▸ **Instructions for the task**
After finding the line with "use crate::provider::ChatStream;" in the data below, set down exactly each line through the one with "if data == DONE", inclusive, and stop there.

▸ **Dataset records**

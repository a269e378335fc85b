use ollama_rs::Ollama;
use ollama_rs::generation::chat::ChatMessage;
use ollama_rs::generation::chat::request::ChatMessageRequest;
use ollama_rs::generation::embeddings::request::{EmbeddingsInput, GenerateEmbeddingsRequest};
use tokio_stream::StreamExt;

use crate::error::LlmError;
use crate::provider::{ChatStream, LlmProvider, Message, Role};

const DEFAULT_PORT: u16 = 11434;

/// Local Ollama server. The default embedding backend.
#[derive(Debug, Clone)]
pub struct OllamaProvider {
    client: Ollama,
    chat_model: String,
    embedding_model: String,
}

impl OllamaProvider {
    #[must_use]
    pub fn new(base_url: &str, chat_model: String, embedding_model: String) -> Self {
        let (host, port) = split_port(base_url);
        Self {
            client: Ollama::new(host, port),
            chat_model,
            embedding_model,
        }
    }

    /// Lists local models to confirm the server answers.
    ///
    /// # Errors
    ///
    /// Returns an error if the server cannot be reached.
    pub async fn health_check(&self) -> Result<(), LlmError> {
        self.client
            .list_local_models()
            .await
            .map(|_| ())
            .map_err(|e| LlmError::Other(format!("failed to connect to Ollama, is it running? {e}")))
    }
}

impl LlmProvider for OllamaProvider {
    async fn chat_stream(&self, messages: &[Message]) -> Result<ChatStream, LlmError> {
        let history = messages.iter().map(to_ollama).collect();
        let replies = self
            .client
            .send_chat_messages_stream(ChatMessageRequest::new(self.chat_model.clone(), history))
            .await
            .map_err(|e| LlmError::Other(format!("Ollama streaming request failed: {e}")))?;

        Ok(Box::pin(replies.map(|reply| {
            reply
                .map(|r| r.message.content)
                .map_err(|()| LlmError::Other("Ollama stream chunk failed".into()))
        })))
    }

    async fn embed(&self, text: &str) -> Result<Vec<f32>, LlmError> {
        let request =
            GenerateEmbeddingsRequest::new(self.embedding_model.clone(), EmbeddingsInput::from(text));
        let mut vectors = self
            .client
            .generate_embeddings(request)
            .await
            .map_err(|e| LlmError::Other(format!("Ollama embedding request failed: {e}")))?
            .embeddings;

        if vectors.is_empty() {
            return Err(LlmError::EmptyResponse {
                provider: "ollama".into(),
            });
        }
        Ok(vectors.swap_remove(0))
    }

    fn supports_embeddings(&self) -> bool {
        true
    }

    #[allow(clippy::unnecessary_literal_bound)]
    fn name(&self) -> &str {
        "ollama"
    }
}

fn to_ollama(msg: &Message) -> ChatMessage {
    let build = match msg.role {
        Role::System => ChatMessage::system,
        Role::User => ChatMessage::user,
        Role::Assistant => ChatMessage::assistant,
    };
    build(msg.content.clone())
}

/// `http://host:port` into `("http://host", port)`; no port means 11434.
fn split_port(base_url: &str) -> (String, u16) {
    let url = base_url.trim_end_matches('/');
    match url
        .rsplit_once(':')
        .and_then(|(host, port)| Some((host, port.parse().ok()?)))
    {
        Some((host, port)) => (host.to_owned(), port),
        None => (url.to_owned(), DEFAULT_PORT),
    }
}
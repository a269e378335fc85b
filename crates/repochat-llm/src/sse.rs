//! Server-sent events from a streaming chat-completions response.

use eventsource_stream::Eventsource;
use serde::Deserialize;
use tokio_stream::StreamExt;

use crate::error::LlmError;
use crate::provider::ChatStream;

const DONE: &str = "[DONE]";

/// Text fragments carried by the `data:` lines of `response`.
///
/// Role-only and empty deltas are dropped. Transport errors, unparsable
/// events and in-band `error` objects are yielded as errors.
pub(crate) fn fragment_stream(response: reqwest::Response) -> ChatStream {
    let fragments = response
        .bytes_stream()
        .eventsource()
        .filter_map(|event| match event {
            Ok(event) => decode(&event.data).transpose(),
            Err(e) => Some(Err(LlmError::SseParse(e.to_string()))),
        });
    Box::pin(fragments)
}

/// `Ok(None)` for events that carry no text.
fn decode(data: &str) -> Result<Option<String>, LlmError> {
    if data == DONE {
        return Ok(None);
    }
    let event: StreamEvent = serde_json::from_str(data)
        .map_err(|e| LlmError::SseParse(format!("failed to parse SSE data: {e}")))?;
    if let Some(error) = event.error {
        return Err(LlmError::SseParse(format!("stream error: {}", error.message)));
    }
    Ok(event
        .choices
        .into_iter()
        .next()
        .and_then(|choice| choice.delta.content)
        .filter(|text| !text.is_empty()))
}

#[derive(Deserialize)]
struct StreamEvent {
    #[serde(default)]
    choices: Vec<StreamChoice>,
    error: Option<StreamError>,
}

#[derive(Deserialize)]
struct StreamChoice {
    delta: Delta,
}

#[derive(Deserialize)]
struct Delta {
    content: Option<String>,
}

#[derive(Deserialize)]
struct StreamError {
    message: String,
}
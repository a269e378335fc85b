use std::path::Path;
use std::pin::Pin;

use super::super::{DEFAULT_MAX_FILE_SIZE, Document, DocumentError, DocumentLoader};
use super::{metadata_for, open_checked};

pub struct PdfLoader {
    pub max_file_size: u64,
}

impl Default for PdfLoader {
    fn default() -> Self {
        Self {
            max_file_size: DEFAULT_MAX_FILE_SIZE,
        }
    }
}

impl DocumentLoader for PdfLoader {
    fn load(
        &self,
        path: &Path,
    ) -> Pin<Box<dyn std::future::Future<Output = Result<Vec<Document>, DocumentError>> + Send + '_>>
    {
        let path = path.to_path_buf();
        let max_size = self.max_file_size;
        Box::pin(async move {
            let path = open_checked(&path, max_size).await?;

            let path_buf = path.clone();
            let content = tokio::task::spawn_blocking(move || {
                pdf_extract::extract_text(&path_buf).map_err(|e| DocumentError::Pdf(e.to_string()))
            })
            .await
            .map_err(|e| DocumentError::Io(std::io::Error::other(e)))??;

            Ok(vec![Document {
                content,
                metadata: metadata_for(&path, "application/pdf"),
            }])
        })
    }

    fn supported_extensions(&self) -> &[&str] {
        &["pdf"]
    }
}
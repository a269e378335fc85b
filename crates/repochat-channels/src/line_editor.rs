use std::io::{self, BufRead, IsTerminal, Write, stdout};

use crossterm::{
    cursor,
    event::{self, Event, KeyCode, KeyEvent, KeyEventKind, KeyModifiers},
    terminal::{self, ClearType},
};

#[derive(Debug, PartialEq, Eq)]
pub enum ReadLineResult {
    Line(String),
    Interrupted,
    Eof,
}

struct RawModeGuard;

impl RawModeGuard {
    fn enter() -> io::Result<Self> {
        terminal::enable_raw_mode()?;
        Ok(Self)
    }
}

impl Drop for RawModeGuard {
    fn drop(&mut self) {
        let _ = terminal::disable_raw_mode();
    }
}

/// Edit state of one prompt: text, cursor (in chars) and history position.
#[derive(Debug, Default)]
struct LineBuffer {
    input: String,
    cursor: usize,
    history_index: Option<usize>,
    draft: String,
}

enum KeyOutcome {
    Continue,
    Done(ReadLineResult),
}

impl LineBuffer {
    fn apply(&mut self, key: KeyEvent, history: &[String]) -> KeyOutcome {
        match (key.modifiers, key.code) {
            (KeyModifiers::CONTROL, KeyCode::Char('c')) => {
                return KeyOutcome::Done(ReadLineResult::Interrupted);
            }
            (KeyModifiers::CONTROL, KeyCode::Char('d')) if self.input.is_empty() => {
                return KeyOutcome::Done(ReadLineResult::Eof);
            }
            (_, KeyCode::Enter) => {
                return KeyOutcome::Done(ReadLineResult::Line(std::mem::take(&mut self.input)));
            }
            (KeyModifiers::CONTROL, KeyCode::Char('a')) | (_, KeyCode::Home) => self.cursor = 0,
            (KeyModifiers::CONTROL, KeyCode::Char('e')) | (_, KeyCode::End) => {
                self.cursor = char_count(&self.input);
            }
            (KeyModifiers::CONTROL, KeyCode::Char('u')) => {
                self.input.clear();
                self.cursor = 0;
            }
            (KeyModifiers::ALT, KeyCode::Backspace) | (KeyModifiers::CONTROL, KeyCode::Char('w')) => {
                let boundary = prev_word_boundary(&self.input, self.cursor);
                let start = byte_offset(&self.input, boundary);
                let end = byte_offset(&self.input, self.cursor);
                self.input.drain(start..end);
                self.cursor = boundary;
            }
            (_, KeyCode::Backspace) if self.cursor > 0 => {
                self.input.remove(byte_offset(&self.input, self.cursor - 1));
                self.cursor -= 1;
            }
            (_, KeyCode::Delete) if self.cursor < char_count(&self.input) => {
                self.input.remove(byte_offset(&self.input, self.cursor));
            }
            (_, KeyCode::Left) => self.cursor = self.cursor.saturating_sub(1),
            (_, KeyCode::Right) if self.cursor < char_count(&self.input) => self.cursor += 1,
            (_, KeyCode::Up) => self.history_up(history),
            (_, KeyCode::Down) => self.history_down(history),
            (m, KeyCode::Char(c)) if !m.contains(KeyModifiers::CONTROL) => {
                self.input.insert(byte_offset(&self.input, self.cursor), c);
                self.cursor += 1;
            }
            _ => {}
        }
        KeyOutcome::Continue
    }

    /// Older entry starting with the text typed before navigation began.
    fn history_up(&mut self, history: &[String]) {
        let end = match self.history_index {
            None => {
                self.draft.clone_from(&self.input);
                history.len()
            }
            Some(i) => i,
        };
        let prefix = self.draft.as_str();
        let Some(idx) = history[..end].iter().rposition(|e| e.starts_with(prefix)) else {
            return;
        };
        self.history_index = Some(idx);
        self.input.clone_from(&history[idx]);
        self.cursor = char_count(&self.input);
    }

    fn history_down(&mut self, history: &[String]) {
        let Some(i) = self.history_index else { return };
        let prefix = self.draft.as_str();
        match history[i + 1..].iter().position(|e| e.starts_with(prefix)) {
            Some(offset) => {
                self.history_index = Some(i + 1 + offset);
                self.input.clone_from(&history[i + 1 + offset]);
            }
            None => {
                self.history_index = None;
                self.input = std::mem::take(&mut self.draft);
            }
        }
        self.cursor = char_count(&self.input);
    }
}

/// Read one line with editing and history when stdin is a terminal,
/// or a plain buffered line when input is piped.
pub fn read_line(prompt: &str, history: &[String]) -> io::Result<ReadLineResult> {
    if !io::stdin().is_terminal() {
        return read_piped_line(prompt);
    }

    let _guard = RawModeGuard::enter()?;
    let mut buf = LineBuffer::default();
    render(prompt, &buf)?;

    loop {
        let Event::Key(key) = event::read()? else {
            continue;
        };
        if key.kind != KeyEventKind::Press {
            continue;
        }
        if let KeyOutcome::Done(result) = buf.apply(key, history) {
            write!(stdout(), "\r\n")?;
            stdout().flush()?;
            return Ok(result);
        }
        render(prompt, &buf)?;
    }
}

fn read_piped_line(prompt: &str) -> io::Result<ReadLineResult> {
    let mut out = stdout();
    write!(out, "{prompt}")?;
    out.flush()?;

    let mut line = String::new();
    if io::stdin().lock().read_line(&mut line)? == 0 {
        writeln!(out)?;
        return Ok(ReadLineResult::Eof);
    }
    let trimmed_len = line.trim_end_matches(['\r', '\n']).len();
    line.truncate(trimmed_len);
    Ok(ReadLineResult::Line(line))
}

fn render(prompt: &str, buf: &LineBuffer) -> io::Result<()> {
    let mut out = stdout();
    let before_cursor: String = buf.input.chars().take(buf.cursor).collect();
    let col = display_width(prompt) + display_width(&before_cursor);
    write!(
        out,
        "\r{}{}{}{}",
        terminal::Clear(ClearType::CurrentLine),
        prompt,
        buf.input,
        cursor::MoveToColumn(u16::try_from(col).unwrap_or(u16::MAX)),
    )?;
    out.flush()
}

fn char_count(s: &str) -> usize {
    s.chars().count()
}

fn byte_offset(s: &str, char_idx: usize) -> usize {
    s.char_indices().nth(char_idx).map_or(s.len(), |(i, _)| i)
}

fn prev_word_boundary(s: &str, cursor: usize) -> usize {
    let chars: Vec<char> = s.chars().collect();
    let mut i = cursor;
    while i > 0 && !chars[i - 1].is_alphanumeric() {
        i -= 1;
    }
    while i > 0 && chars[i - 1].is_alphanumeric() {
        i -= 1;
    }
    i
}

fn display_width(s: &str) -> usize {
    unicode_width::UnicodeWidthStr::width(s)
}
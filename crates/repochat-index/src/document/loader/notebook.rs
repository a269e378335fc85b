use std::path::Path;
use std::pin::Pin;

use serde::Deserialize;

use super::super::{DEFAULT_MAX_FILE_SIZE, Document, DocumentError, DocumentLoader};
use super::{metadata_for, open_checked};

/// Jupyter notebook loader. Keeps markdown and code cell sources, drops outputs.
pub struct NotebookLoader {
    pub max_file_size: u64,
}

impl Default for NotebookLoader {
    fn default() -> Self {
        Self {
            max_file_size: DEFAULT_MAX_FILE_SIZE,
        }
    }
}

#[derive(Deserialize)]
struct Notebook {
    #[serde(default)]
    cells: Vec<Cell>,
}

#[derive(Deserialize)]
struct Cell {
    #[serde(default)]
    source: CellSource,
}

/// nbformat allows either a single string or a list of lines.
#[derive(Deserialize)]
#[serde(untagged)]
enum CellSource {
    Lines(Vec<String>),
    Text(String),
}

impl Default for CellSource {
    fn default() -> Self {
        Self::Text(String::new())
    }
}

impl CellSource {
    fn into_text(self) -> String {
        match self {
            Self::Lines(lines) => lines.concat(),
            Self::Text(text) => text,
        }
    }
}

fn notebook_text(raw: &[u8]) -> Result<String, DocumentError> {
    let notebook: Notebook = serde_json::from_slice(raw)?;
    let cells: Vec<String> = notebook
        .cells
        .into_iter()
        .map(|c| c.source.into_text())
        .filter(|s| !s.trim().is_empty())
        .collect();
    Ok(cells.join("\n\n"))
}

impl DocumentLoader for NotebookLoader {
    fn load(
        &self,
        path: &Path,
    ) -> Pin<Box<dyn std::future::Future<Output = Result<Vec<Document>, DocumentError>> + Send + '_>>
    {
        let path = path.to_path_buf();
        let max_size = self.max_file_size;
        Box::pin(async move {
            let path = open_checked(&path, max_size).await?;
            let raw = tokio::fs::read(&path).await?;
            let content = notebook_text(&raw)?;

            Ok(vec![Document {
                content,
                metadata: metadata_for(&path, "application/x-ipynb+json"),
            }])
        })
    }

    fn supported_extensions(&self) -> &[&str] {
        &["ipynb"]
    }
}
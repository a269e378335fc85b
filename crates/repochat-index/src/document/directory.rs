//! Recursive repository reader: walk → filter by extension → per-format loader.

use std::path::{Path, PathBuf};

use super::loader::{NotebookLoader, TextLoader};
#[cfg(feature = "pdf")]
use super::loader::PdfLoader;
use super::{DEFAULT_EXTENSIONS, DEFAULT_MAX_FILE_SIZE, Document, DocumentError, DocumentLoader};

/// Reads every file under a directory whose extension is in the allow-list.
///
/// Hidden entries (`.git`, dotfiles) are skipped. Ignore files are not
/// consulted, so what gets loaded does not depend on the repository's own
/// `.gitignore`. Files come back sorted by path.
pub struct DirectoryReader {
    extensions: Vec<String>,
    recursive: bool,
    text: TextLoader,
    notebook: NotebookLoader,
    #[cfg(feature = "pdf")]
    pdf: PdfLoader,
}

impl Default for DirectoryReader {
    fn default() -> Self {
        Self::new(DEFAULT_EXTENSIONS)
    }
}

impl DirectoryReader {
    /// Extensions are matched case-insensitively; a leading `.` is ignored.
    #[must_use]
    pub fn new<S: AsRef<str>>(extensions: impl IntoIterator<Item = S>) -> Self {
        let extensions = extensions
            .into_iter()
            .map(|e| e.as_ref().trim_start_matches('.').to_ascii_lowercase())
            .filter(|e| !e.is_empty())
            .collect();
        Self {
            extensions,
            recursive: true,
            text: TextLoader::default(),
            notebook: NotebookLoader::default(),
            #[cfg(feature = "pdf")]
            pdf: PdfLoader::default(),
        }
    }

    #[must_use]
    pub fn recursive(mut self, recursive: bool) -> Self {
        self.recursive = recursive;
        self
    }

    #[must_use]
    pub fn max_file_size(mut self, bytes: u64) -> Self {
        self.text.max_file_size = bytes;
        self.notebook.max_file_size = bytes;
        #[cfg(feature = "pdf")]
        {
            self.pdf.max_file_size = bytes;
        }
        self
    }

    #[must_use]
    pub fn extensions(&self) -> &[String] {
        &self.extensions
    }

    fn matches(&self, path: &Path) -> bool {
        path.extension()
            .and_then(|e| e.to_str())
            .is_some_and(|e| self.extensions.iter().any(|x| x.eq_ignore_ascii_case(e)))
    }

    /// Files under `root` that pass the extension filter, sorted by path.
    #[must_use]
    pub fn collect_files(&self, root: &Path) -> Vec<PathBuf> {
        let mut builder = ignore::WalkBuilder::new(root);
        builder
            .hidden(true)
            .git_ignore(false)
            .git_global(false)
            .git_exclude(false)
            .ignore(false)
            .parents(false);
        if !self.recursive {
            builder.max_depth(Some(1));
        }

        let mut files: Vec<PathBuf> = builder
            .build()
            .flatten()
            .filter(|e| e.file_type().is_some_and(|ft| ft.is_file()))
            .map(ignore::DirEntry::into_path)
            .filter(|p| self.matches(p))
            .collect();
        files.sort();
        files
    }

    /// Load all matching files under `root`.
    ///
    /// Files that fail to load are logged and skipped.
    ///
    /// # Errors
    ///
    /// Returns `DocumentError::Io` if `root` is not a readable directory and
    /// `DocumentError::NoDocuments` if nothing could be loaded.
    pub async fn load(&self, root: &Path) -> Result<Vec<Document>, DocumentError> {
        let meta = tokio::fs::metadata(root).await?;
        if !meta.is_dir() {
            return Err(DocumentError::Io(std::io::Error::new(
                std::io::ErrorKind::NotADirectory,
                format!("{} is not a directory", root.display()),
            )));
        }

        let files = self.collect_files(root);
        tracing::info!(
            root = %root.display(),
            files = files.len(),
            "loading documents"
        );

        let mut documents = Vec::with_capacity(files.len());
        let mut skipped = 0usize;
        let mut blank = 0usize;

        for path in &files {
            let rel_path = relative_path(root, path);
            match self.load_file(path).await {
                Ok(docs) => {
                    for mut doc in docs {
                        if doc.content.trim().is_empty() {
                            blank += 1;
                            tracing::debug!(file = %rel_path, "skipping blank file");
                            continue;
                        }
                        doc.metadata.file_path.clone_from(&rel_path);
                        documents.push(doc);
                    }
                }
                Err(e) => {
                    skipped += 1;
                    tracing::warn!(file = %rel_path, error = %e, "skipping file");
                }
            }
        }

        tracing::info!(
            documents = documents.len(),
            skipped,
            blank,
            "documents loaded"
        );

        if documents.is_empty() {
            return Err(DocumentError::NoDocuments(root.to_path_buf()));
        }
        Ok(documents)
    }

    /// Dispatch on the loader that lists the extension; anything else is read
    /// as plain text.
    async fn load_file(&self, path: &Path) -> Result<Vec<Document>, DocumentError> {
        let ext = path
            .extension()
            .and_then(|e| e.to_str())
            .map(str::to_ascii_lowercase)
            .unwrap_or_default();
        let handles =
            |loader: &dyn DocumentLoader| loader.supported_extensions().contains(&ext.as_str());

        if handles(&self.notebook) {
            return self.notebook.load(path).await;
        }
        #[cfg(feature = "pdf")]
        if handles(&self.pdf) {
            return self.pdf.load(path).await;
        }
        #[cfg(not(feature = "pdf"))]
        if ext == "pdf" {
            return Err(DocumentError::UnsupportedFormat(
                "pdf (built without the `pdf` feature)".into(),
            ));
        }
        self.text.load(path).await
    }
}

fn relative_path(root: &Path, path: &Path) -> String {
    path.strip_prefix(root)
        .unwrap_or(path)
        .to_string_lossy()
        .replace('\\', "/")
}
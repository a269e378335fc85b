use std::fmt;

use serde::{Deserialize, Serialize};

use crate::error::LlmError;
use crate::provider::{ChatStream, LlmProvider, Message};
use crate::sse::fragment_stream;

/// Client for any endpoint speaking the `OpenAI` chat-completions protocol.
///
/// Answers are always requested with `stream: true`. Embeddings are only
/// available when an embedding model is configured.
#[derive(Clone)]
pub struct OpenAiProvider {
    client: reqwest::Client,
    api_key: String,
    base_url: String,
    model: String,
    max_tokens: u32,
    embedding_model: Option<String>,
}

impl fmt::Debug for OpenAiProvider {
    fn fmt(&self, f: &mut fmt::Formatter<'_>) -> fmt::Result {
        f.debug_struct("OpenAiProvider")
            .field("api_key", &"<redacted>")
            .field("base_url", &self.base_url)
            .field("model", &self.model)
            .field("embedding_model", &self.embedding_model)
            .finish_non_exhaustive()
    }
}

impl OpenAiProvider {
    #[must_use]
    pub fn new(
        api_key: String,
        base_url: String,
        model: String,
        max_tokens: u32,
        embedding_model: Option<String>,
    ) -> Self {
        Self {
            client: crate::http::default_client(),
            api_key,
            base_url: base_url.trim_end_matches('/').to_owned(),
            model,
            max_tokens,
            embedding_model,
        }
    }

    /// POST `body` as JSON to `endpoint` and return the response once the
    /// status is known to be a success.
    async fn post<B: Serialize + ?Sized>(
        &self,
        endpoint: &str,
        body: &B,
    ) -> Result<reqwest::Response, LlmError> {
        let response = self
            .client
            .post(format!("{}/{endpoint}", self.base_url))
            .bearer_auth(&self.api_key)
            .json(body)
            .send()
            .await?;

        let status = response.status();
        if status.is_success() {
            return Ok(response);
        }
        if status == reqwest::StatusCode::TOO_MANY_REQUESTS {
            return Err(LlmError::RateLimited);
        }
        let detail = response.text().await.unwrap_or_default();
        tracing::error!(%status, endpoint, body = %detail, "provider request rejected");
        Err(LlmError::Other(format!(
            "{endpoint} request failed (status {status})"
        )))
    }
}

impl LlmProvider for OpenAiProvider {
    async fn chat_stream(&self, messages: &[Message]) -> Result<ChatStream, LlmError> {
        let request = CompletionRequest {
            model: &self.model,
            messages,
            max_tokens: self.max_tokens,
            stream: true,
        };
        let response = self.post("chat/completions", &request).await?;
        Ok(fragment_stream(response))
    }

    async fn embed(&self, text: &str) -> Result<Vec<f32>, LlmError> {
        let Some(model) = self.embedding_model.as_deref() else {
            return Err(LlmError::EmbedUnsupported {
                provider: self.name().to_owned(),
            });
        };

        let reply: EmbeddingReply = self
            .post("embeddings", &EmbeddingRequest { input: text, model })
            .await?
            .json()
            .await?;

        reply
            .data
            .into_iter()
            .next()
            .map(|row| row.embedding)
            .ok_or_else(|| LlmError::EmptyResponse {
                provider: self.name().to_owned(),
            })
    }

    fn supports_embeddings(&self) -> bool {
        self.embedding_model.is_some()
    }

    #[allow(clippy::unnecessary_literal_bound)]
    fn name(&self) -> &str {
        "openai"
    }
}

#[derive(Serialize)]
struct CompletionRequest<'a> {
    model: &'a str,
    messages: &'a [Message],
    max_tokens: u32,
    stream: bool,
}

#[derive(Serialize)]
struct EmbeddingRequest<'a> {
    input: &'a str,
    model: &'a str,
}

#[derive(Deserialize)]
struct EmbeddingReply {
    data: Vec<EmbeddingRow>,
}

#[derive(Deserialize)]
struct EmbeddingRow {
    embedding: Vec<f32>,
}
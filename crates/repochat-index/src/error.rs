//! Error types for repochat-index.

use crate::document::DocumentError;

/// Errors raised while building or querying the vector index.
#[derive(Debug, thiserror::Error)]
pub enum IndexError {
    /// Loading the repository documents failed.
    #[error(transparent)]
    Document(#[from] DocumentError),

    /// LLM provider error (embedding).
    #[error("embedding failed: {0}")]
    Llm(#[from] repochat_llm::LlmError),

    /// Nothing to index.
    #[error("no chunks to index")]
    Empty,

    /// A vector did not match the dimension of the index.
    #[error("vector dimension mismatch: expected {expected}, got {actual}")]
    DimensionMismatch { expected: usize, actual: usize },

    /// The embedding model returned a zero-length vector.
    #[error("embedding provider returned an empty vector")]
    EmptyEmbedding,

    /// Cross-encoder reranker error.
    #[error("rerank failed: {0}")]
    Rerank(String),
}

/// Result type alias using `IndexError`.
pub type Result<T> = std::result::Result<T, IndexError>;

▸ **Response area**
use crate::provider::ChatStream;

const DONE: &str = "[DONE]";

/// Text fragments carried by the `data:` lines of `response`.
///
/// Role-only and empty deltas are dropped. Transport errors, unparsable
/// events and in-band `error` objects are yielded as errors.
pub(crate) fn fragment_stream(response: reqwest::Response) -> ChatStream {
    let fragments = response
        .bytes_stream()
        .eventsource()
        .filter_map(|event| match event {
            Ok(event) => decode(&event.data).transpose(),
            Err(e) => Some(Err(LlmError::SseParse(e.to_string()))),
        });
    Box::pin(fragments)
}

/// `Ok(None)` for events that carry no text.
fn decode(data: &str) -> Result<Option<String>, LlmError> {
    if data == DONE {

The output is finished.